### Task:
Set down the entries exactly. No line may differ from its source.

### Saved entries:
-- Opening Marker --

//! Ingress pipeline: single entry point for every received frame.

use mote_lib::klog_debug;

use super::binding::BindingTable;
use super::netdev::NetDevice;
use super::netstack::NetStack;
use super::packetbuf::PacketBuf;
use super::tcp::TcpEngine;
use super::types::{EtherType, IfaceId, MacAddr};
use super::{ETH_HEADER_LEN, arp, ipv4};

/// Process one received Ethernet frame.
///
/// 1. Require a full Ethernet header.
/// 2. Accept frames for our MAC, broadcast or multicast; drop the rest.
/// 3. Pull the Ethernet header.
/// 4. Dispatch by EtherType: ARP to [`arp::handle_rx`], IPv4 to
///    [`ipv4::handle_rx`].  Unknown EtherTypes are counted and dropped.
pub fn net_rx<'p, D, B, T>(stack: &mut NetStack<'p, D, B, T>, iface: IfaceId, mut pkt: PacketBuf<'p>)
where
    D: NetDevice<'p>,
    B: BindingTable,
    T: TcpEngine<'p>,
{
    stack.stats.rx_frames = stack.stats.rx_frames.wrapping_add(1);

    let Some(ifc) = stack.iface(iface).copied() else {
        klog_debug!("ingress: frame on unknown {}", iface);
        return;
    };
    if !ifc.up {
        return;
    }

    let (dst_mac, ethertype_raw) = {
        let frame = pkt.payload();
        if frame.len() < ETH_HEADER_LEN {
            klog_debug!("ingress: frame too short ({} < {})", frame.len(), ETH_HEADER_LEN);
            return;
        }
        let Some(dst) = MacAddr::from_slice(frame) else {
            return;
        };
        (dst, u16::from_be_bytes([frame[12], frame[13]]))
    };

    if dst_mac != ifc.mac && !dst_mac.is_broadcast() && !dst_mac.is_multicast() {
        stack.stats.rx_not_for_us = stack.stats.rx_not_for_us.wrapping_add(1);
        return;
    }

    if pkt.pull_header(ETH_HEADER_LEN).is_err() {
        return;
    }

    match EtherType::from_u16(ethertype_raw) {
        Some(EtherType::Arp) => arp::handle_rx(stack, iface, pkt),
        Some(EtherType::Ipv4) => ipv4::handle_rx(stack, iface, pkt),
        None => {
            stack.stats.rx_unknown_ethertype = stack.stats.rx_unknown_ethertype.wrapping_add(1);
            klog_debug!("ingress: unknown EtherType 0x{:04x}, dropping", ethertype_raw);
        }
    }
}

-- Closing Marker --

### Response for this exercise:
//! Ingress pipeline: single entry point for every received frame.

use mote_lib::klog_debug;

use super::binding::BindingTable;
use super::netdev::NetDevice;
use super::netstack::NetStack;
use super::packetbuf::PacketBuf;
use super::tcp::TcpEngine;
use super::types::{EtherType, IfaceId, MacAddr};
use super::{ETH_HEADER_LEN, arp, ipv4};

/// Process one received Ethernet frame.
///
/// 1. Require a full Ethernet header.
/// 2. Accept frames for our MAC, broadcast or multicast; drop the rest.
/// 3. Pull the Ethernet header.
/// 4. Dispatch by EtherType: ARP to [`arp::handle_rx`], IPv4 to
///    [`ipv4::handle_rx`].  Unknown EtherTypes are counted and dropped.
pub fn net_rx<'p, D, B, T>(stack: &mut NetStack<'p, D, B, T>, iface: IfaceId, mut pkt: PacketBuf<'p>)
where
    D: NetDevice<'p>,
    B: BindingTable,
    T: TcpEngine<'p>,
{
    stack.stats.rx_frames = stack.stats.rx_frames.wrapping_add(1);

    let Some(ifc) = stack.iface(iface).copied() else {
        klog_debug!("ingress: frame on unknown {}", iface);
        return;
    };
    if !ifc.up {
        return;
    }

    let (dst_mac, ethertype_raw) = {
        let frame = pkt.payload();
        if frame.len() < ETH_HEADER_LEN {
            klog_debug!("ingress: frame too short ({} < {})", frame.len(), ETH_HEADER_LEN);
            return;
        }
        let Some(dst) = MacAddr::from_slice(frame) else {
            return;
        };
        (dst, u16::from_be_bytes([frame[12], frame[13]]))
    };

    if dst_mac != ifc.mac && !dst_mac.is_broadcast() && !dst_mac.is_multicast() {
        stack.stats.rx_not_for_us = stack.stats.rx_not_for_us.wrapping_add(1);
        return;
    }

    if pkt.pull_header(ETH_HEADER_LEN).is_err() {
        return;
    }

    match EtherType::from_u16(ethertype_raw) {
        Some(EtherType::Arp) => arp::handle_rx(stack, iface, pkt),
        Some(EtherType::Ipv4) => ipv4::handle_rx(stack, iface, pkt),
        None => {
            stack.stats.rx_unknown_ethertype = stack.stats.rx_unknown_ethertype.wrapping_add(1);
            klog_debug!("ingress: unknown EtherType 0x{:04x}, dropping", ethertype_raw);
        }
    }
}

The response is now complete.